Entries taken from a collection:
====

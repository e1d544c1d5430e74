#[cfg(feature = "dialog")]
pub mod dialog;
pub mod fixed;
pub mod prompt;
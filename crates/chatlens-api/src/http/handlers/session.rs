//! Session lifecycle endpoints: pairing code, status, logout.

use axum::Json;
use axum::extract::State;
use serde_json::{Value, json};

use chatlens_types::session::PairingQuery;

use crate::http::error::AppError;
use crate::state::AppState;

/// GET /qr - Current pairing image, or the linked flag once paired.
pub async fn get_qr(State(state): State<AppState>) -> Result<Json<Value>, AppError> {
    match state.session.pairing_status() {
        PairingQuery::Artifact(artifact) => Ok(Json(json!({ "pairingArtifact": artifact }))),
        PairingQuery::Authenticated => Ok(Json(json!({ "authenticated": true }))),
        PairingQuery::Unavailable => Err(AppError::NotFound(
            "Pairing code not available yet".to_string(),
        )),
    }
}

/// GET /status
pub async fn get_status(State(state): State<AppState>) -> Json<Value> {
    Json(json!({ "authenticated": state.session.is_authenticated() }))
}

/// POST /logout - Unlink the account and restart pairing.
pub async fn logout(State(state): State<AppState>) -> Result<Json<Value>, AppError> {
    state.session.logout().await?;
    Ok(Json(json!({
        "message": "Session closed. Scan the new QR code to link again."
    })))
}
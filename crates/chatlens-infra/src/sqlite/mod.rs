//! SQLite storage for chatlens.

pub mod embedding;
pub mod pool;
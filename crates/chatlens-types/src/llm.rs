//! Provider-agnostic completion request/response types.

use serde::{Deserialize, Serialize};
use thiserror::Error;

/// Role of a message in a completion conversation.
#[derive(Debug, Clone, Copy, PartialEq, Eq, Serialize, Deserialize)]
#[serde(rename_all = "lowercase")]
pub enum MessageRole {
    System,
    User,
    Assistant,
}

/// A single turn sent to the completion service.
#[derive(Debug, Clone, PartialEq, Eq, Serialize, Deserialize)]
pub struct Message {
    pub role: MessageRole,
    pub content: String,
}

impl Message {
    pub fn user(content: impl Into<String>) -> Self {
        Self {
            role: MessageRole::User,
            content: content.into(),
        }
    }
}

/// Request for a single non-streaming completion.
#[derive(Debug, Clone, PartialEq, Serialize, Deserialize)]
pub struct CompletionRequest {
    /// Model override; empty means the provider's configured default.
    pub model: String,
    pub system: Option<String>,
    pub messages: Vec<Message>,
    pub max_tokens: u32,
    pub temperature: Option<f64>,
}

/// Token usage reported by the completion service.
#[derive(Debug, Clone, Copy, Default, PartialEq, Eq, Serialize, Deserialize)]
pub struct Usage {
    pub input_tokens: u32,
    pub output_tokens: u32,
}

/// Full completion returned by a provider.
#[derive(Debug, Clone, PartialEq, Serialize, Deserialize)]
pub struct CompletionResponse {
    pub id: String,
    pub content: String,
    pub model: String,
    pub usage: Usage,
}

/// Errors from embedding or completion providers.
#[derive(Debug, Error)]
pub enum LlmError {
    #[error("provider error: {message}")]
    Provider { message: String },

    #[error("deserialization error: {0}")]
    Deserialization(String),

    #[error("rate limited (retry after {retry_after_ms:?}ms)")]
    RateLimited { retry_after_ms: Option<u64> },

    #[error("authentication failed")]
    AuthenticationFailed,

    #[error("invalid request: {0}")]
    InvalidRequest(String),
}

====

→ WHAT IS NEEDED
Once the line containing "flag once paired." has been written out, please stop; every line before it, back to the first line of the records above, should be given exactly.

→ OUTPUT
repository e1d544c1d5430e74
#[cfg(feature = "dialog")]
pub mod dialog;
pub mod fixed;
pub mod prompt;
filename crates/chatlens-api/src/http/handlers/session.rs
//! Session lifecycle endpoints: pairing code, status, logout.

use axum::Json;
use axum::extract::State;
use serde_json::{Value, json};

use chatlens_types::session::PairingQuery;

use crate::http::error::AppError;
use crate::state::AppState;

/// GET /qr - Current pairing image, or the linked flag once paired.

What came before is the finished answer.